(Beginning of SUPPLIED ENTRIES)

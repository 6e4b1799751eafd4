//! Password hashing using Argon2.

use argon2::{
    password_hash::{rand_core::OsRng, PasswordHash, PasswordHasher as _, PasswordVerifier, SaltString},
    Argon2,
};
use moto_core::{MotoError, MotoResult};
use std::sync::Arc;
use tracing::debug;

/// Password hasher service using Argon2id.
#[derive(Clone, Default)]
pub struct PasswordHasher {
    argon2: Arc<Argon2<'static>>,
}

impl PasswordHasher {
    /// Creates a new password hasher with default parameters.
    #[must_use]
    pub fn new() -> Self {
        Self::default()
    }

    /// Hashes a password.
    pub fn hash(&self, password: &str) -> MotoResult<String> {
        let salt = SaltString::generate(&mut OsRng);

        let hash = self
            .argon2
            .hash_password(password.as_bytes(), &salt)
            .map_err(|e| MotoError::Internal(format!("Failed to hash password: {}", e)))?;

        debug!("Password hashed successfully");
        Ok(hash.to_string())
    }

    /// Verifies a password against a hash.
    pub fn verify(&self, password: &str, hash: &str) -> MotoResult<bool> {
        let parsed_hash = PasswordHash::new(hash)
            .map_err(|e| MotoError::Internal(format!("Invalid password hash format: {}", e)))?;

        match self.argon2.verify_password(password.as_bytes(), &parsed_hash) {
            Ok(()) => Ok(true),
            Err(argon2::password_hash::Error::Password) => Ok(false),
            Err(e) => Err(MotoError::Internal(format!(
                "Password verification error: {}",
                e
            ))),
        }
    }
}

impl std::fmt::Debug for PasswordHasher {
    fn fmt(&self, f: &mut std::fmt::Formatter<'_>) -> std::fmt::Result {
        f.debug_struct("PasswordHasher").finish_non_exhaustive()
    }
}

#[cfg(test)]
mod tests {
    use super::*;

    #[test]
    fn test_hash_and_verify() {
        let hasher = PasswordHasher::new();
        let hash = hasher.hash("correct horse battery staple").unwrap();
        assert!(hasher.verify("correct horse battery staple", &hash).unwrap());
        assert!(!hasher.verify("wrong password", &hash).unwrap());
    }

    #[test]
    fn test_invalid_hash_format_errors() {
        let hasher = PasswordHasher::new();
        assert!(hasher.verify("anything", "not-a-hash").is_err());
    }
}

(End of SUPPLIED ENTRIES)

EXERCISE DESCRIPTION.
Repeat, word for word, the lines from the start of the records to the line that contains "Hashes a password.", both of them included, and no others.

SOLUTION FOR THIS EXERCISE.
repository 6e4b1799751eafd4
//! Password hashing using Argon2.

use argon2::{
    password_hash::{rand_core::OsRng, PasswordHash, PasswordHasher as _, PasswordVerifier, SaltString},
    Argon2,
};
use moto_core::{MotoError, MotoResult};
use std::sync::Arc;
use tracing::debug;

/// Password hasher service using Argon2id.
#[derive(Clone, Default)]
pub struct PasswordHasher {
    argon2: Arc<Argon2<'static>>,
}

impl PasswordHasher {
    /// Creates a new password hasher with default parameters.
    #[must_use]
    pub fn new() -> Self {
        Self::default()
    }

    /// Hashes a password.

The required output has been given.